Osteoporotic changes of skeletal bones occur because of impaired mineralization of the bones due to long term decreased uptake of vitamin D and calcium, increasing risk of bone fractures, what concerns jaws – accelerated resorption of bone tissue causes adentia [12]. Osteoporosis (OP) is common metabolic disease, characterized by loss of bone’s organic and non-organic structure. Gender, age, early menopause, petty physique, race and heredity are uncontrollable risk factors, whereas calcium and vitamin D levels are controllable ones. OP and periodontal diseases are closely related, having many common risk factors. In OP, bone mineral density (BMD) loss takes place in whole skeleton, including jaws. From dental point of view, the whole chain of processes starts developing with this disease: radiographic picture of jaw bone is changing, the height of alveolar process diminishes due to resorption, loss of bone tissue of alveolar process influences prosthetics and denture retention, tooth mobility increases, individuals lose teeth faster, reduced number of teeth changes functional load on jaws, leading to reduced BMD, mastication load is distributed unevenly – remaining teeth carry an extra load, changes take place in periodontal ligament, gingival soft tissue support is lost, lower facial third reduces in height, thus causing esthetic problems, also lacunar resorption takes place in cortical bone of mandibular base, changing its dimensions and reducing success rate of implantation procedures [13,14,15]. But tendency of developing moderate-severe chronic periodontitis and the extent of bone resorption (height of alveolar ridge) might be reduced up to 46% with of 800 IU vitamin D supplements per day [16]. It is worth noting that BMD in healthy individuals is not associated with chronic periodontitis and 25-hydroxyvitamin blood levels, it is more common for young and middle-aged individuals [17]. Individuals with low systemic BMD exhibited increased systemic cytokine levels, enhancing bone resorption throughout the body. Jaws are part of bony skeletal system, with the same processes taking place there. Bacterial infection of PTs also enhances local increase of cytokine levels, osteoclast activity and resorption. Hence, systemic factors act together with local ones in PTs [18].
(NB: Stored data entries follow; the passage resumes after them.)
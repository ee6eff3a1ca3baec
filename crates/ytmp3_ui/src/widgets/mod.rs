//! Reusable widgets.

mod timestamp_row;
mod url_input;

pub use timestamp_row::timestamp_row;
pub use url_input::url_input_with_paste;
//! Parsing of yt-dlp output lines.
//!
//! yt-dlp is run with custom progress templates so every line we care about
//! starts with a `[ytmp3:<kind>]` marker. The percentage string yt-dlp fills
//! in can carry terminal colour codes, so those are stripped before parsing.

use std::path::PathBuf;

use crate::models::DownloadStatus;

use super::FetchEvent;

pub(crate) const DOWNLOAD_MARKER: &str = "[ytmp3:download]";
pub(crate) const POSTPROCESS_MARKER: &str = "[ytmp3:postprocess]";
pub(crate) const SAVED_MARKER: &str = "[ytmp3:saved]";

/// Separator between percent, speed and ETA in the download template.
pub(crate) const FIELD_SEPARATOR: char = '|';

/// Remove ANSI/VT100 escape sequences (CSI `ESC [ ... final`, OSC
/// `ESC ] ... BEL`, and two-byte `ESC x` forms).
pub fn strip_ansi(input: &str) -> String {
    let mut out = String::with_capacity(input.len());
    let mut chars = input.chars().peekable();

    while let Some(c) = chars.next() {
        if c != '\u{1b}' {
            out.push(c);
            continue;
        }
        match chars.next() {
            Some('[') => {
                // Parameters and intermediates, then one final byte in @..~
                for c in chars.by_ref() {
                    if ('@'..='~').contains(&c) {
                        break;
                    }
                }
            }
            Some(']') => {
                while let Some(c) = chars.next() {
                    if c == '\u{7}' {
                        break;
                    }
                    if c == '\u{1b}' && chars.peek() == Some(&'\\') {
                        chars.next();
                        break;
                    }
                }
            }
            _ => {}
        }
    }

    out
}

/// Parse a percentage display string such as `" 42.5%"` into a fraction
/// in `[0, 1]`. Colour codes and surrounding whitespace are ignored.
pub fn parse_percent(progress: &str) -> Option<f32> {
    let clean = strip_ansi(progress);
    let number = clean.trim().trim_end_matches('%').trim();
    let value: f32 = number.parse().ok()?;
    if !value.is_finite() {
        return None;
    }
    Some((value / 100.0).clamp(0.0, 1.0))
}

/// Turn one line of yt-dlp output into an event, if it is one of ours.
pub fn parse_fetch_line(line: &str) -> Option<FetchEvent> {
    let line = line.trim_end_matches(['\r', '\n']);

    if let Some(rest) = find_marker(line, DOWNLOAD_MARKER) {
        let mut fields = rest.splitn(3, FIELD_SEPARATOR);
        let progress = fields.next().unwrap_or_default().trim().to_string();
        let speed = fields.next().unwrap_or_default().trim().to_string();
        let eta = fields.next().unwrap_or_default().trim().to_string();
        return Some(FetchEvent::Progress(DownloadStatus {
            progress,
            speed,
            eta,
        }));
    }

    if let Some(rest) = find_marker(line, POSTPROCESS_MARKER) {
        return Some(FetchEvent::Postprocessing(rest.trim().to_string()));
    }

    if let Some(rest) = find_marker(line, SAVED_MARKER) {
        let path = rest.trim();
        if !path.is_empty() {
            return Some(FetchEvent::Saved(PathBuf::from(path)));
        }
    }

    // yt-dlp's own post-processor banner, in case the template is ignored
    if line.starts_with("[ExtractAudio]") {
        return Some(FetchEvent::Postprocessing("ExtractAudio".to_string()));
    }

    None
}

fn find_marker<'a>(line: &'a str, marker: &str) -> Option<&'a str> {
    line.find(marker).map(|idx| &line[idx + marker.len()..])
}

#[cfg(test)]
mod tests {
    use super::*;

    #[test]
    fn strips_colour_codes() {
        assert_eq!(strip_ansi("\u{1b}[0;94m 50.0%\u{1b}[0m"), " 50.0%");
        assert_eq!(strip_ansi("plain"), "plain");
        assert_eq!(strip_ansi("\u{1b}]0;title\u{7}after"), "after");
    }

    #[test]
    fn percent_with_escape_sequences() {
        for k in [0u32, 50, 100] {
            let raw = format!("\u{1b}[0;94m{}%\u{1b}[0m", k);
            assert_eq!(parse_percent(&raw), Some(k as f32 / 100.0));
        }
    }

    #[test]
    fn percent_rejects_garbage() {
        assert_eq!(parse_percent("N/A"), None);
        assert_eq!(parse_percent(""), None);
    }

    #[test]
    fn parses_download_template_line() {
        let line = "[ytmp3:download] \u{1b}[0;94m 12.3%\u{1b}[0m|  1.20MiB/s|00:42";
        match parse_fetch_line(line) {
            Some(FetchEvent::Progress(status)) => {
                assert_eq!(strip_ansi(&status.progress), "12.3%");
                assert_eq!(status.speed, "1.20MiB/s");
                assert_eq!(status.eta, "00:42");
            }
            other => panic!("unexpected {:?}", other),
        }
    }

    #[test]
    fn parses_saved_and_postprocess_lines() {
        assert_eq!(
            parse_fetch_line("[ytmp3:saved] /music/song.mp3\n"),
            Some(FetchEvent::Saved(PathBuf::from("/music/song.mp3")))
        );
        assert_eq!(
            parse_fetch_line("[ytmp3:postprocess] ExtractAudio"),
            Some(FetchEvent::Postprocessing("ExtractAudio".to_string()))
        );
        assert_eq!(parse_fetch_line("[youtube] abc: Downloading webpage"), None);
    }
}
Chronic periodontitis is one of the causes, responsible for tooth loss. Periodontal ligament degrades, periodontal pocket forms and deepens and tooth becomes mobile as disease progresses and inflammation spreads deeper. Several factors, including poor life quality and low socioeconomic status and various systemic diseases may play role in etiopathogenesis of periodontitis, influencing the number of teeth inside the oral cavity [19,20]. Tooth loss may be reduced by optimal serum 25(OH)D level, which is inversely proportional to risk of tooth loss: increase of 25(OH)D level by 10 μg/L reduces tooth loss risk from 13% to 23% [21,22]. In conclusion it should be noted, that vitamin D is very unique substance due to its abilities, functions and participation in various processes. Its optimal serum levels could prevent occurrence of numerous diseases, including such common diseases throughout the world as chronic periodontal diseases and osteoporosis, which are social problems, compromising individual’s quality of life.